The Enid News and Eagle, Enid, OK

Sports

April 6, 2013

Fairview's Mason takes girls POY

A month ago, postseason awards were nowhere near the forefront of Olivia Mason’s mind. Instead, the Fairview senior, who has been voted by area coaches as the Enid News & Eagle’s All-Northwest Oklahoma Girls Player of the Year, was frantically trying to make sure the postseason lasted one more day.

It didn’t work.

Mason scored a game-high 18 points and pulled down nine rebounds in her final high school game, but the Lady Jackets couldn’t mount a late-game rally in the 2A State semifinals, falling 51-35 to eventual undefeated state champion Northeast Academy — the same team Fairview beat in the 2012 final — and finished the season at 25-5.

“It was a tough locker room to watch,” Barton said. “That whole group of seniors — Olivia in that group — it was an emotional locker room, knowing their career was over.”

Now?

Well, she’d still rather have that second state title.

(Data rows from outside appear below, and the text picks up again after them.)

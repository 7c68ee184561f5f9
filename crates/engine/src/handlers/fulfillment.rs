//! Fulfillment attempt event.

use chrono::{DateTime, Utc};

use supplysim_orders::derive_status;
use supplysim_store::{FailureReason, FulfillmentRecord, SimulationStore, StoreError};

use crate::cache::UnfulfilledOrderCache;
use crate::error::{HandlerOutcome, NoOpReason};
use crate::log_buffer::FulfillmentLogBuffer;
use crate::pool::EntityPool;
use crate::rng::RandomSource;

/// Attempt to fulfill one cached order line.
///
/// Stock is checked before the supplier reliability draw, so an out-of-stock
/// attempt consumes no randomness. A successful attempt fills
/// `min(remaining, on_hand)` — partial fills within one attempt are normal —
/// then re-derives the parent order's status and immediately evicts the line
/// from the cache if it is now complete. Every attempt appends exactly one
/// log record.
pub(crate) fn handle<S, R>(
    store: &mut S,
    pool: &EntityPool,
    cache: &mut UnfulfilledOrderCache,
    buffer: &mut FulfillmentLogBuffer,
    rng: &mut R,
    now: DateTime<Utc>,
) -> Result<HandlerOutcome, StoreError>
where
    S: SimulationStore,
    R: RandomSource,
{
    let Some(candidate) = cache.sample(rng) else {
        buffer.append(FulfillmentRecord::no_candidate(now));
        return Ok(HandlerOutcome::NoOp(NoOpReason::EmptyCache));
    };

    // The cache only carries identity; quantities come from the store.
    let line = store.order_item(candidate.order_item_id)?;
    let supplier = pool.supplier(candidate.supplier_id).ok_or_else(|| {
        StoreError::NotFound(format!("supplier {} not in pool", candidate.supplier_id))
    })?;
    let level = store.inventory_level(candidate.item_id, candidate.supplier_id)?;

    if level.quantity_on_hand == 0 {
        buffer.append(FulfillmentRecord::failure(
            candidate.order_id,
            candidate.order_item_id,
            candidate.item_id,
            candidate.supplier_id,
            now,
            FailureReason::OutOfStock,
        ));
        return Ok(HandlerOutcome::Applied);
    }

    if rng.bernoulli(supplier.failure_rate) {
        buffer.append(FulfillmentRecord::failure(
            candidate.order_id,
            candidate.order_item_id,
            candidate.item_id,
            candidate.supplier_id,
            now,
            FailureReason::SupplierFailure,
        ));
        return Ok(HandlerOutcome::Applied);
    }

    let quantity = line.remaining().min(level.quantity_on_hand);
    store.record_fulfillment(candidate.order_item_id, quantity, now)?;

    let order = store.order(candidate.order_id)?;
    let derived = derive_status(&store.order_items(candidate.order_id)?);
    if order.status.is_open() && derived != order.status {
        store.set_order_status(candidate.order_id, derived)?;
    }

    if quantity == line.remaining() {
        // Line complete: never let it be sampled again, even before the next
        // refresh.
        cache.evict(candidate.order_item_id);
    }

    buffer.append(FulfillmentRecord::success(
        candidate.order_id,
        candidate.order_item_id,
        candidate.item_id,
        candidate.supplier_id,
        now,
        quantity,
    ));
    Ok(HandlerOutcome::Applied)
}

“Yeah, definitely,” said Mason, the second-straight Fairview girl to take All-Northwest POY honors after Kori Fast did it last season. “But that’s how it goes.”

It’s gone that way for the Fairview senior for a while now.

On Aug. 29, 2011 — fast-pitch softball season in Fairview — Mason was trying to cover second base on a steal and reach for a high throw from home at the same time. The awkward, multi-tasking pose left Mason’s left leg exposed, “at the right place in the wrong time,” and an Alva base runner slid into Mason, just above her ankle.  

“I had an ankle brace on, and a sock on,” Mason said. “One of my friend’s dads saw my ankle and there was blood (and bone). They wouldn’t let me see it.”

The injury, a compound fracture  needed two surgeries over a week-long hospital stay, the first to clean the wound, and the second to repair and reset the bone.

The prognosis called for six to seven months of rest and rehabilitation. Mason likely would miss her junior year of basketball, leaving a smooth-shooting, secure dribbling, six-foot void in coach Mike Barton’s lineup.

It would mean another wait for Barton, who said the she was clearly destined to be a special play as early as fifth grade.

“I couldn’t wait to get her, and our program was on the upswing when they moved here,” Barton said. “I definitely was looking forward to getting her watching her play in fifth-, sixth-, seventh-grade games.”

This time, he didn’t have to wait long.

Mason made her season debut three months later. Another three months after that, the Lady Jackets were 2A state champions.

Which explains Barton’s first observation about Mason.

“I’ve been doing this quite a while,” the 17-year coach said. “She’s probably the toughest kid I’ve coached, and probably the best basketball player I’ve coached, just a pure basketball player.”

Mason’s leg tightened the morning of the state title game, forcing her to sit out the team’s shootaround, and possibly the game itself.

But when the Fairview coach checked on Mason, she eased his concern, though the thought of playing was a painful one.

“I could barely walk,” Mason said. “I said ‘I’ll be able to play. I’ll be fine.’”

She wasn’t, and will always kick herself for a missed layup that would have put Fairview up a point in the final minutes. She tried to lift off her injured leg for a simple right-handed lay-in, but counldn’t elevate properly, and the shot caromed off.

“I knew I was going to miss,” she said, still bashfully after more than a year.

Even limited, Mason pulled down eight rebounds in the title game, and the Lady Jackets needed almost all of her four points, beating Northeast Academy 38-36.

“Even when we won, I was kind of disappointed in myself. Now I look back and it didn’t really matter. That’s something I learned — I didn’t have to score the most.”

In her full return as a senior, Mason often did, leading the Lady Jackets in scoring (16.6 points per game), rebounds (9.4 per game), assists (108), steals (85) and blocks (33), earning Oklahoma Coaches Association and Oklahoma Girls Basketball Coaches Association honors along the way.

“She’s had a pretty stellar career,” Barton said.

Mason scored 18.5 points game in her final playoff run, but the Lady Vikings earned their payback when they eliminated Fairview in the semifinal round on their way to an undefeated state championship season.

Mason’s career will carry on. After graduation, she’ll attend the University of Central Oklahoma and play for the Bronchos, who finished 9-17 last season. Mason plans to study health science with a specialty in pediatrics.